What you should do:
Write each line exactly as it stands, from the line containing "use cuti_core::error::AppError;" through the end of the data.

Collected data entries
⁂

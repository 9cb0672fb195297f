//! # cuti-database
//!
//! PostgreSQL connection management and the repositories for departments,
//! accounts and leave requests.

pub mod connection;
pub mod migration;
pub mod repositories;

pub use connection::DatabasePool;
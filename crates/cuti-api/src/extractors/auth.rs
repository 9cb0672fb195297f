//! `AuthUser` extractor: reads the bearer token, verifies it and exposes the
//! caller as a `RequestContext`.

use axum::RequestPartsExt;
use axum::extract::FromRequestParts;
use axum::http::request::Parts;
use axum_extra::TypedHeader;
use axum_extra::headers::Authorization;
use axum_extra::headers::authorization::Bearer;

use cuti_core::error::AppError;
use cuti_service::context::RequestContext;

use crate::error::ApiError;
use crate::state::AppState;

/// Message for a missing or malformed `Authorization` header.
pub const MISSING_TOKEN: &str = "Unauthorized";

/// Extracted authenticated user context available in handlers.
#[derive(Debug, Clone)]
pub struct AuthUser(pub RequestContext);

impl std::ops::Deref for AuthUser {
    type Target = RequestContext;
    fn deref(&self) -> &Self::Target {
        &self.0
    }
}

impl FromRequestParts<AppState> for AuthUser {
    type Rejection = ApiError;

    async fn from_request_parts(
        parts: &mut Parts,
        state: &AppState,
    ) -> Result<Self, Self::Rejection> {
        let TypedHeader(Authorization(bearer)) = parts
            .extract::<TypedHeader<Authorization<Bearer>>>()
            .await
            .map_err(|_| AppError::unauthorized(MISSING_TOKEN))?;

        let claims = state.jwt_decoder.decode(bearer.token())?;
        Ok(AuthUser(RequestContext::from(claims)))
    }
}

⁂

Response to the exercise:
use cuti_core::error::AppError;
use cuti_service::context::RequestContext;

use crate::error::ApiError;
use crate::state::AppState;

/// Message for a missing or malformed `Authorization` header.
pub const MISSING_TOKEN: &str = "Unauthorized";

/// Extracted authenticated user context available in handlers.
#[derive(Debug, Clone)]
pub struct AuthUser(pub RequestContext);

impl std::ops::Deref for AuthUser {
    type Target = RequestContext;
    fn deref(&self) -> &Self::Target {
        &self.0
    }
}

impl FromRequestParts<AppState> for AuthUser {
    type Rejection = ApiError;

    async fn from_request_parts(
        parts: &mut Parts,
        state: &AppState,
    ) -> Result<Self, Self::Rejection> {
        let TypedHeader(Authorization(bearer)) = parts
            .extract::<TypedHeader<Authorization<Bearer>>>()
            .await
            .map_err(|_| AppError::unauthorized(MISSING_TOKEN))?;

        let claims = state.jwt_decoder.decode(bearer.token())?;
        Ok(AuthUser(RequestContext::from(claims)))
    }
}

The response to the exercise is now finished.